··· Supplied material ···
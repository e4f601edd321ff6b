// Copyright (c) 2025 the Concierge authors.
//
// Permission is hereby granted, free of charge, to any person obtaining
// a copy of this software and associated documentation files (the
// "Software"), to deal in the Software without restriction, including
// without limitation the rights to use, copy, modify, merge, publish,
// distribute, sublicense, and/or sell copies of the Software, and to
// permit persons to whom the Software is furnished to do so, subject to
// the following conditions:
//
// The above copyright notice and this permission notice shall be
// included in all copies or substantial portions of the Software.
//
// THE SOFTWARE IS PROVIDED "AS IS", WITHOUT WARRANTY OF ANY KIND,
// EXPRESS OR IMPLIED, INCLUDING BUT NOT LIMITED TO THE WARRANTIES OF
// MERCHANTABILITY, FITNESS FOR A PARTICULAR PURPOSE AND
// NONINFRINGEMENT. IN NO EVENT SHALL THE AUTHORS OR COPYRIGHT HOLDERS BE
// LIABLE FOR ANY CLAIM, DAMAGES OR OTHER LIABILITY, WHETHER IN AN ACTION
// OF CONTRACT, TORT OR OTHERWISE, ARISING FROM, OUT OF OR IN CONNECTION
// WITH THE SOFTWARE OR THE USE OR OTHER DEALINGS IN THE SOFTWARE.

//! # Random Occupancy Assignment
//!
//! Demo/test utility that books a fraction of the pool at random. The random
//! source is supplied by the caller, so occupancy patterns are reproducible
//! with a seeded generator; the selection engine itself stays fully
//! deterministic regardless of how occupancy was produced.

use crate::{hotel::Hotel, index::RoomIndex};
use rand::{Rng, seq::SliceRandom};

/// Randomly books `fraction` of the hotel's rooms and releases the rest.
///
/// `fraction` is clamped to `[0.0, 1.0]`; the number of rooms booked is
/// `floor(num_rooms * fraction)`. Previous occupancy is discarded.
///
/// Room indices are shuffled with the caller-supplied `rng`, so a seeded
/// generator reproduces the same pattern every time.
///
/// # Examples
///
/// ```rust
/// use concierge_model::{hotel::Hotel, occupancy::randomize_occupancy};
/// use rand::{SeedableRng, rngs::StdRng};
///
/// let mut hotel = Hotel::standard();
/// let mut rng = StdRng::seed_from_u64(7);
/// randomize_occupancy(&mut hotel, 0.4, &mut rng);
/// assert_eq!(hotel.num_available(), 97 - 38); // floor(97 * 0.4) = 38 booked
/// ```
pub fn randomize_occupancy<R>(hotel: &mut Hotel, fraction: f64, rng: &mut R)
where
    R: Rng + ?Sized,
{
    let fraction = fraction.clamp(0.0, 1.0);
    let num_to_book = (hotel.num_rooms() as f64 * fraction).floor() as usize;

    let mut indices: Vec<usize> = (0..hotel.num_rooms()).collect();
    indices.shuffle(rng);

    for (i, &pool_index) in indices.iter().enumerate() {
        hotel.set_booked(RoomIndex::new(pool_index), i < num_to_book);
    }
}

#[cfg(test)]
mod tests {
    use super::*;
    use rand::SeedableRng;
    use rand_chacha::ChaCha8Rng;

    fn rng(seed: u64) -> ChaCha8Rng {
        // ChaCha8Rng is deterministic with a fixed seed
        ChaCha8Rng::seed_from_u64(seed)
    }

    #[test]
    fn test_books_floor_of_fraction() {
        let mut hotel = Hotel::standard();
        randomize_occupancy(&mut hotel, 0.4, &mut rng(42));
        // floor(97 * 0.4) = 38
        assert_eq!(hotel.num_available(), 97 - 38);
    }

    #[test]
    fn test_same_seed_same_pattern() {
        let mut first = Hotel::standard();
        let mut second = Hotel::standard();

        randomize_occupancy(&mut first, 0.5, &mut rng(1234));
        randomize_occupancy(&mut second, 0.5, &mut rng(1234));

        assert_eq!(first, second);
    }

    #[test]
    fn test_fraction_is_clamped() {
        let mut hotel = Hotel::standard();

        randomize_occupancy(&mut hotel, 2.0, &mut rng(0));
        assert_eq!(hotel.num_available(), 0);

        randomize_occupancy(&mut hotel, -1.0, &mut rng(0));
        assert_eq!(hotel.num_available(), 97);
    }

    #[test]
    fn test_discards_previous_occupancy() {
        let mut hotel = Hotel::standard();
        hotel.book_all();

        // Fraction zero must release everything that was booked before.
        randomize_occupancy(&mut hotel, 0.0, &mut rng(9));
        assert_eq!(hotel.num_available(), 97);
    }
}
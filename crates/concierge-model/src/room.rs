// Copyright (c) 2025 the Concierge authors.
//
// Permission is hereby granted, free of charge, to any person obtaining
// a copy of this software and associated documentation files (the
// "Software"), to deal in the Software without restriction, including
// without limitation the rights to use, copy, modify, merge, publish,
// distribute, sublicense, and/or sell copies of the Software, and to
// permit persons to whom the Software is furnished to do so, subject to
// the following conditions:
//
// The above copyright notice and this permission notice shall be
// included in all copies or substantial portions of the Software.
//
// THE SOFTWARE IS PROVIDED "AS IS", WITHOUT WARRANTY OF ANY KIND,
// EXPRESS OR IMPLIED, INCLUDING BUT NOT LIMITED TO THE WARRANTIES OF
// MERCHANTABILITY, FITNESS FOR A PARTICULAR PURPOSE AND
// NONINFRINGEMENT. IN NO EVENT SHALL THE AUTHORS OR COPYRIGHT HOLDERS BE
// LIABLE FOR ANY CLAIM, DAMAGES OR OTHER LIABILITY, WHETHER IN AN ACTION
// OF CONTRACT, TORT OR OTHERWISE, ARISING FROM, OUT OF OR IN CONNECTION
// WITH THE SOFTWARE OR THE USE OR OTHER DEALINGS IN THE SOFTWARE.

/// A single bookable room.
///
/// Identity is the pair `(floor, position)`; the public-facing `id` is
/// derived from it as `floor * 100 + position` (room 3 on floor 2 is `203`,
/// room 7 on floor 10 is `1007`) and never changes after construction. The
/// only mutable state is the `booked` flag, and that is flipped exclusively
/// through [`Hotel`](crate::hotel::Hotel) by the caller's booking workflow;
/// the selection engine treats rooms as read-only.
#[derive(Clone, Copy, PartialEq, Eq, Hash, Debug)]
pub struct Room {
    id: u32,
    floor: u32,
    position: u32,
    booked: bool,
}

impl Room {
    /// Creates a new, unbooked room on the given floor at the given
    /// in-floor position.
    ///
    /// # Panics
    ///
    /// Panics if `floor` is zero, or if `position` is outside `1..=99`.
    /// The upper bound keeps the derived id scheme injective: with two-digit
    /// positions, no two `(floor, position)` pairs share an id.
    ///
    /// # Examples
    ///
    /// ```rust
    /// # use concierge_model::room::Room;
    ///
    /// let room = Room::new(2, 3);
    /// assert_eq!(room.id(), 203);
    /// assert!(!room.is_booked());
    /// ```
    pub fn new(floor: u32, position: u32) -> Self {
        assert!(
            floor >= 1,
            "called `Room::new` with invalid floor: floors are numbered from 1, got {}",
            floor
        );
        assert!(
            (1..=99).contains(&position),
            "called `Room::new` with invalid position: positions must lie in 1..=99, got {}",
            position
        );

        Self {
            id: floor * 100 + position,
            floor,
            position,
            booked: false,
        }
    }

    /// Returns the derived room id (`floor * 100 + position`).
    #[inline]
    pub fn id(&self) -> u32 {
        self.id
    }

    /// Returns the floor this room is on.
    #[inline]
    pub fn floor(&self) -> u32 {
        self.floor
    }

    /// Returns the in-floor position of this room.
    #[inline]
    pub fn position(&self) -> u32 {
        self.position
    }

    /// Returns whether this room is currently booked.
    #[inline]
    pub fn is_booked(&self) -> bool {
        self.booked
    }

    /// Returns the canonical sort key `(floor, position)`.
    ///
    /// Canonical order (floor ascending, then position ascending) is the
    /// ordering the selection engine uses both for aggregating travel cost
    /// along a room block and for deterministic tie-breaking.
    #[inline]
    pub fn canonical_key(&self) -> (u32, u32) {
        (self.floor, self.position)
    }

    #[inline]
    pub(crate) fn set_booked(&mut self, booked: bool) {
        self.booked = booked;
    }
}

impl std::fmt::Display for Room {
    fn fmt(&self, f: &mut std::fmt::Formatter<'_>) -> std::fmt::Result {
        let state = if self.booked { "booked" } else { "free" };
        write!(f, "Room {} ({})", self.id, state)
    }
}

#[cfg(test)]
mod tests {
    use super::*;

    #[test]
    fn test_id_derivation() {
        assert_eq!(Room::new(1, 1).id(), 101);
        assert_eq!(Room::new(9, 10).id(), 910);
        // Floor 10 continues the same scheme: 1001..=1007.
        assert_eq!(Room::new(10, 7).id(), 1007);
    }

    #[test]
    fn test_new_rooms_start_unbooked() {
        let room = Room::new(3, 4);
        assert!(!room.is_booked());
    }

    #[test]
    #[should_panic(expected = "called `Room::new` with invalid floor")]
    fn test_zero_floor_panics() {
        let _ = Room::new(0, 1);
    }

    #[test]
    #[should_panic(expected = "called `Room::new` with invalid position")]
    fn test_zero_position_panics() {
        let _ = Room::new(1, 0);
    }

    #[test]
    #[should_panic(expected = "called `Room::new` with invalid position")]
    fn test_three_digit_position_panics() {
        // Position 100 would collide with position 0 on the next floor.
        let _ = Room::new(1, 100);
    }

    #[test]
    fn test_canonical_key_sorts_floor_first() {
        let low = Room::new(1, 9);
        let high = Room::new(2, 1);
        assert!(low.canonical_key() < high.canonical_key());
    }

    #[test]
    fn test_display() {
        let mut room = Room::new(2, 5);
        assert_eq!(format!("{}", room), "Room 205 (free)");
        room.set_booked(true);
        assert_eq!(format!("{}", room), "Room 205 (booked)");
    }
}
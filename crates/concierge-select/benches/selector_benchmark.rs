// Copyright (c) 2025 the Concierge authors.
//
// Permission is hereby granted, free of charge, to any person obtaining
// a copy of this software and associated documentation files (the
// "Software"), to deal in the Software without restriction, including
// without limitation the rights to use, copy, modify, merge, publish,
// distribute, sublicense, and/or sell copies of the Software, and to
// permit persons to whom the Software is furnished to do so, subject to
// the following conditions:
//
// The above copyright notice and this permission notice shall be
// included in all copies or substantial portions of the Software.
//
// THE SOFTWARE IS PROVIDED "AS IS", WITHOUT WARRANTY OF ANY KIND,
// EXPRESS OR IMPLIED, INCLUDING BUT NOT LIMITED TO THE WARRANTIES OF
// MERCHANTABILITY, FITNESS FOR A PARTICULAR PURPOSE AND
// NONINFRINGEMENT. IN NO EVENT SHALL THE AUTHORS OR COPYRIGHT HOLDERS BE
// LIABLE FOR ANY CLAIM, DAMAGES OR OTHER LIABILITY, WHETHER IN AN ACTION
// OF CONTRACT, TORT OR OTHERWISE, ARISING FROM, OUT OF OR IN CONNECTION
// WITH THE SOFTWARE OR THE USE OR OTHER DEALINGS IN THE SOFTWARE.

use concierge_model::{hotel::Hotel, occupancy::randomize_occupancy};
use concierge_select::selector::OptimalSelector;
use criterion::{BenchmarkId, Criterion, criterion_group, criterion_main};
use rand::SeedableRng;
use rand_chacha::ChaCha8Rng;
use std::hint::black_box;

/// Standard hotel with a fixed, reproducible occupancy pattern.
fn hotel_with_occupancy(fraction: f64) -> Hotel {
    let mut hotel = Hotel::standard();
    let mut rng = ChaCha8Rng::seed_from_u64(42);
    randomize_occupancy(&mut hotel, fraction, &mut rng);
    hotel
}

fn bench_select_by_block_size(c: &mut Criterion) {
    // 60% booked leaves 39 available rooms, a realistic busy pool.
    let hotel = hotel_with_occupancy(0.6);
    let selector = OptimalSelector::new();

    let mut group = c.benchmark_group("select/busy_pool");
    for requested in [2usize, 3, 4] {
        group.bench_with_input(
            BenchmarkId::from_parameter(requested),
            &requested,
            |b, &requested| {
                b.iter(|| {
                    let outcome = selector.select::<i64>(black_box(&hotel), black_box(requested));
                    black_box(outcome)
                });
            },
        );
    }
    group.finish();
}

fn bench_select_by_occupancy(c: &mut Criterion) {
    let selector = OptimalSelector::new();

    let mut group = c.benchmark_group("select/k3_by_occupancy");
    for percent in [80u32, 60, 40] {
        let hotel = hotel_with_occupancy(percent as f64 / 100.0);
        group.bench_with_input(
            BenchmarkId::new("booked_pct", percent),
            &hotel,
            |b, hotel| {
                b.iter(|| {
                    let outcome = selector.select::<i64>(black_box(hotel), black_box(3));
                    black_box(outcome)
                });
            },
        );
    }
    group.finish();
}

criterion_group!(
    benches,
    bench_select_by_block_size,
    bench_select_by_occupancy
);
criterion_main!(benches);
// Copyright (c) 2025 the Concierge authors.
//
// Permission is hereby granted, free of charge, to any person obtaining
// a copy of this software and associated documentation files (the
// "Software"), to deal in the Software without restriction, including
// without limitation the rights to use, copy, modify, merge, publish,
// distribute, sublicense, and/or sell copies of the Software, and to
// permit persons to whom the Software is furnished to do so, subject to
// the following conditions:
//
// The above copyright notice and this permission notice shall be
// included in all copies or substantial portions of the Software.
//
// THE SOFTWARE IS PROVIDED "AS IS", WITHOUT WARRANTY OF ANY KIND,
// EXPRESS OR IMPLIED, INCLUDING BUT NOT LIMITED TO THE WARRANTIES OF
// MERCHANTABILITY, FITNESS FOR A PARTICULAR PURPOSE AND
// NONINFRINGEMENT. IN NO EVENT SHALL THE AUTHORS OR COPYRIGHT HOLDERS BE
// LIABLE FOR ANY CLAIM, DAMAGES OR OTHER LIABILITY, WHETHER IN AN ACTION
// OF CONTRACT, TORT OR OTHERWISE, ARISING FROM, OUT OF OR IN CONNECTION
// WITH THE SOFTWARE OR THE USE OR OTHER DEALINGS IN THE SOFTWARE.

//! # Travel Cost Model
//!
//! The travel metric between rooms: one unit per step of in-floor distance,
//! two units per floor of vertical distance. Aggregate cost for a room block
//! is the path cost along the block's **canonical order** (floor ascending,
//! then position ascending): sort, then sum pairwise costs of consecutive
//! rooms. The canonical order, not the arrival order of the input, defines
//! which rooms count as consecutive, which makes the aggregate invariant to
//! input permutation.
//!
//! Note that this is deliberately a path cost along the sorted sequence and
//! not an all-pairs or spanning-tree metric; downstream consumers render the
//! exact breakdown, so the definition is part of the output contract.

use crate::num::SelectNumeric;
use concierge_model::room::Room;

/// Cost weight per unit of in-floor (horizontal) distance.
pub const HORIZONTAL_WEIGHT: u32 = 1;

/// Cost weight per floor of vertical distance.
pub const VERTICAL_WEIGHT: u32 = 2;

#[inline]
fn widen<T: SelectNumeric>(value: u32) -> T {
    T::from_u32(value)
        .unwrap_or_else(|| panic!("travel cost component {} does not fit the numeric type", value))
}

/// A travel cost split into its horizontal and vertical components.
///
/// The total is always `horizontal + vertical`; it is computed on demand
/// rather than stored so the two components can never drift out of sync.
#[derive(Clone, Copy, PartialEq, Eq, Debug)]
pub struct TravelTime<T> {
    horizontal: T,
    vertical: T,
}

impl<T> TravelTime<T>
where
    T: SelectNumeric,
{
    /// The zero cost, as carried by empty and single-room blocks.
    #[inline]
    pub fn zero() -> Self {
        Self {
            horizontal: T::zero(),
            vertical: T::zero(),
        }
    }

    /// Computes the pairwise travel cost between two rooms.
    ///
    /// Symmetric in its arguments, and zero exactly when both rooms share a
    /// floor and a position (i.e., are the same room, ids being unique).
    ///
    /// # Examples
    ///
    /// ```rust
    /// use concierge_model::room::Room;
    /// use concierge_select::cost::TravelTime;
    ///
    /// let a = Room::new(1, 2);
    /// let b = Room::new(3, 5);
    /// let cost: TravelTime<i64> = TravelTime::between(&a, &b);
    /// assert_eq!(cost.horizontal(), 3); // |2 - 5| * 1
    /// assert_eq!(cost.vertical(), 4);   // |1 - 3| * 2
    /// assert_eq!(cost.total(), 7);
    /// ```
    pub fn between(a: &Room, b: &Room) -> Self {
        let horizontal = a.position().abs_diff(b.position()) * HORIZONTAL_WEIGHT;
        let vertical = a.floor().abs_diff(b.floor()) * VERTICAL_WEIGHT;

        Self {
            horizontal: widen(horizontal),
            vertical: widen(vertical),
        }
    }

    /// Computes the aggregate travel cost of a room block.
    ///
    /// Zero for fewer than two rooms. Otherwise the block is sorted into
    /// canonical order and the pairwise costs of consecutive rooms in that
    /// order are summed. The input order of `rooms` therefore does not
    /// matter.
    pub fn along_route(rooms: &[Room]) -> Self {
        if rooms.len() < 2 {
            return Self::zero();
        }

        let mut sorted: Vec<Room> = rooms.to_vec();
        sorted.sort_unstable_by_key(Room::canonical_key);

        let mut cost = Self::zero();
        for pair in sorted.windows(2) {
            let leg = Self::between(&pair[0], &pair[1]);
            cost.horizontal = cost.horizontal + leg.horizontal;
            cost.vertical = cost.vertical + leg.vertical;
        }
        cost
    }

    /// Returns the horizontal component.
    #[inline]
    pub fn horizontal(&self) -> T {
        self.horizontal
    }

    /// Returns the vertical component.
    #[inline]
    pub fn vertical(&self) -> T {
        self.vertical
    }

    /// Returns the total cost (`horizontal + vertical`).
    #[inline]
    pub fn total(&self) -> T {
        self.horizontal + self.vertical
    }
}

impl<T> std::fmt::Display for TravelTime<T>
where
    T: SelectNumeric,
{
    fn fmt(&self, f: &mut std::fmt::Formatter<'_>) -> std::fmt::Result {
        write!(
            f,
            "{} (horizontal {}, vertical {})",
            self.total(),
            self.horizontal,
            self.vertical
        )
    }
}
···
_What is expected:_ Lines of the listing above that hold the string "second" should each be copied.

_Task answer:_
        let mut second = Hotel::standard();
        randomize_occupancy(&mut second, 0.5, &mut rng(1234));
        assert_eq!(first, second);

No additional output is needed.